02 April 2012

Google ZMOT book is underwhelming






27 February 2012

How relevant is Philip Kotler in IT services marketing?

Don’t get me wrong. I think Philip Kotler’s Marketing Management (the world's most widely used graduate level textbook in marketing, according to Wikipedia) is a must-read. It is superbly written, and I found the South Asian edition (13th edition, 2009) particularly interesting since it has a wealth of examples and case studies from India and the sub-continent.

But after more than 20 years in technology, media, and marketing, I get the feeling that Kotler’s view of marketing is divorced from the reality on the ground –- at least in the limited context of the Indian IT industry.

Kotler believes that marketing has a strategic and a tactical component. The strategic part involves choosing the value (segment, target, positioning), and the tactical part involves providing the value (product, price, placement) and communicating the value (promotion).

In their paper titled, 'What CEO’s Need to Know and Do About Marketing,' Leader to Leader Journal, No.42, Fall 2006, Kotler and Westman summarize this view as follows:

                           R --> STP --> MM --> I --> C

“All good marketing starts with research (R).

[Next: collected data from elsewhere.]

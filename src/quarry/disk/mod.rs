/*
 * Copyright (C) 2024 The Quarry Authors
 *
 * Licensed under the Apache License, Version 2.0 (the "License");
 * you may not use this file except in compliance with the License.
 * You may obtain a copy of the License at
 *
 * http://www.apache.org/licenses/LICENSE-2.0
 *
 * Unless required by applicable law or agreed to in writing, software
 * distributed under the License is distributed on an "AS IS" BASIS,
 * WITHOUT WARRANTIES OR CONDITIONS OF ANY KIND, either express or implied.
 * See the License for the specific language governing permissions and
 * limitations under the License.
 */

use nix::sys::stat::stat;
use nix::sys::statvfs::statvfs;
use serde::{Deserialize, Serialize};
use std::error::Error;
use std::fmt::{Display, Formatter};
use std::fs::{self, File};
use std::io::{ErrorKind, Write};
use std::path::{Path, PathBuf};
use uuid::Uuid;

/// Name of the tag file written into every disk root.
pub const DISK_CONFIG_FILE_NAME: &str = "quarry-disk.cfg";

/// Capacity and identity of a mounted filesystem.
#[derive(Debug, Clone, PartialEq, Eq)]
pub struct DiskInfo {
    pub path: String,
    pub fsid: String,
    pub storage_maximum: i64,
    pub storage_available: i64,
}

/// The persisted disk tag. Unknown fields written by newer versions are
/// preserved by readers ignoring them.
#[derive(Debug, Clone, Serialize, Deserialize, PartialEq, Eq)]
pub struct DiskConfig {
    #[serde(rename = "diskUUID")]
    pub disk_uuid: String,
}

#[derive(Debug)]
pub enum DiskError {
    NotFound {
        path: String,
    },
    Io {
        path: String,
        source: std::io::Error,
    },
    Sys {
        path: String,
        source: nix::Error,
    },
    Parse {
        path: String,
        source: serde_json::Error,
    },
}

impl DiskError {
    pub fn is_not_found(&self) -> bool {
        matches!(self, DiskError::NotFound { .. })
    }
}

impl Display for DiskError {
    fn fmt(&self, f: &mut Formatter<'_>) -> std::fmt::Result {
        match self {
            DiskError::NotFound { path } => write!(f, "disk config not found at {:?}", path),
            DiskError::Io { path, source } => write!(f, "disk io error at {:?}: {}", path, source),
            DiskError::Sys { path, source } => {
                write!(f, "failed to stat filesystem at {:?}: {}", path, source)
            }
            DiskError::Parse { path, source } => {
                write!(f, "failed to parse disk config at {:?}: {}", path, source)
            }
        }
    }
}

impl Error for DiskError {
    fn source(&self) -> Option<&(dyn Error + 'static)> {
        match self {
            DiskError::NotFound { .. } => None,
            DiskError::Io { source, .. } => Some(source),
            DiskError::Sys { source, .. } => Some(source),
            DiskError::Parse { source, .. } => Some(source),
        }
    }
}

/// Seam between the reconciler and the node's filesystems. Tests substitute
/// a recording implementation; production uses `LocalDiskHandler`.
pub trait DiskHandler: Send + Sync {
    fn get_disk_info(&self, path: &str) -> Result<DiskInfo, DiskError>;
    fn get_disk_config(&self, path: &str) -> Result<DiskConfig, DiskError>;
    fn generate_disk_config(&self, path: &str) -> Result<DiskConfig, DiskError>;
}

/// Probes mounted filesystems and manages tag files on the local node.
pub struct LocalDiskHandler;

impl LocalDiskHandler {
    fn config_path(disk_path: &str) -> PathBuf {
        Path::new(disk_path).join(DISK_CONFIG_FILE_NAME)
    }
}

impl DiskHandler for LocalDiskHandler {
    fn get_disk_info(&self, path: &str) -> Result<DiskInfo, DiskError> {
        let vfs = statvfs(path).map_err(|source| DiskError::Sys {
            path: path.to_string(),
            source,
        })?;
        let file_stat = stat(path).map_err(|source| DiskError::Sys {
            path: path.to_string(),
            source,
        })?;

        // The device id changes whenever a different filesystem is mounted at
        // this path, which is exactly the identity the reconciler tracks.
        let fsid = format!("{:x}", file_stat.st_dev);
        let fragment_size = vfs.fragment_size() as u64;
        let storage_maximum = (vfs.blocks() as u64).saturating_mul(fragment_size) as i64;
        let storage_available =
            (vfs.blocks_available() as u64).saturating_mul(fragment_size) as i64;

        Ok(DiskInfo {
            path: path.to_string(),
            fsid,
            storage_maximum,
            storage_available,
        })
    }

    fn get_disk_config(&self, path: &str) -> Result<DiskConfig, DiskError> {
        let config_path = Self::config_path(path);
        let raw = match fs::read_to_string(&config_path) {
            Ok(raw) => raw,
            Err(err) if err.kind() == ErrorKind::NotFound => {
                return Err(DiskError::NotFound {
                    path: config_path.to_string_lossy().to_string(),
                })
            }
            Err(err) => {
                return Err(DiskError::Io {
                    path: config_path.to_string_lossy().to_string(),
                    source: err,
                })
            }
        };
        serde_json::from_str(&raw).map_err(|source| DiskError::Parse {
            path: config_path.to_string_lossy().to_string(),
            source,
        })
    }

    fn generate_disk_config(&self, path: &str) -> Result<DiskConfig, DiskError> {
        // The per-node work queue serializes reconciles, but a crashed write
        // may have left a valid tag behind; minting a second UUID for the
        // same disk would break identity tracking.
        match self.get_disk_config(path) {
            Ok(existing) => return Ok(existing),
            Err(err) if err.is_not_found() => {}
            Err(err) => return Err(err),
        }

        let config = DiskConfig {
            disk_uuid: Uuid::new_v4().to_string(),
        };
        let encoded = serde_json::to_vec(&config).map_err(|source| DiskError::Parse {
            path: path.to_string(),
            source,
        })?;
        persist_atomically(&Self::config_path(path), &encoded)?;
        Ok(config)
    }
}

fn persist_atomically(target: &Path, data: &[u8]) -> Result<(), DiskError> {
    let io_err = |source: std::io::Error, path: &Path| DiskError::Io {
        path: path.to_string_lossy().to_string(),
        source,
    };

    let tmpfile_path = target.with_extension("tmp");
    let mut tmp_guard = TempFileGuard::new(tmpfile_path.clone());
    let mut tmpfile = File::create(&tmpfile_path).map_err(|e| io_err(e, &tmpfile_path))?;
    tmpfile
        .write_all(data)
        .map_err(|e| io_err(e, &tmpfile_path))?;
    tmpfile.sync_all().map_err(|e| io_err(e, &tmpfile_path))?;
    drop(tmpfile);

    fs::rename(&tmpfile_path, target).map_err(|e| io_err(e, target))?;
    tmp_guard.keep();

    sync_parent(target)?;
    Ok(())
}

fn sync_parent(path: &Path) -> Result<(), DiskError> {
    if let Some(dir) = path.parent() {
        let dir_file = File::open(dir).map_err(|source| DiskError::Io {
            path: dir.to_string_lossy().to_string(),
            source,
        })?;
        dir_file.sync_all().map_err(|source| DiskError::Io {
            path: dir.to_string_lossy().to_string(),
            source,
        })?;
    }
    Ok(())
}

struct TempFileGuard {
    path: PathBuf,
    keep: bool,
}

impl TempFileGuard {
    fn new(path: PathBuf) -> Self {
        Self { path, keep: false }
    }

    fn keep(&mut self) {
        self.keep = true;
    }
}

impl Drop for TempFileGuard {
    fn drop(&mut self) {
        if !self.keep {
            let _ = fs::remove_file(&self.path);
        }
    }
}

No one should enter a new market or launch a new product without solid research findings. The findings will help the company segment (S) the market, target (T) the segment(s) it wants to serve, and position (P) its offerings to that segment(s). The company will then flesh out the marketing mix (MM), namely the four Ps of product, price, place, and promotion. Then the marketing plan has to be implemented (I). To monitor the implementation, the company uses various controls (C) such as revenue, market share, margins, and so on.”

Now that sounds just wonderful in theory. But that is NOT what happens in practice in IT marketing in India. Not by any stretch of imagination.

In practice, IT marketing in India has very limited involvement with product, price, and placement. It's focused largely on positioning and promotion.

There are a couple of reasons for this. One, promotion is in itself a full-time day job. Most CMOs I know (and they are all in the technology space) are up to their necks in activities related to branding, positioning, marketing communication, direct marketing, events, media and analyst relations, investor relations, and employee communication.

Two, marketing is quite frankly ill-equipped to assess the wants and needs of the market to make meaningful contributions to product and price. How many marketing managers in technology companies can honestly claim to have enough of the pulse of the customer to suggest design or refinement of products and services? Honestly? Indeed, how many CMOs in Indian technology companies even see the end customer on a regular basis to make such assessments?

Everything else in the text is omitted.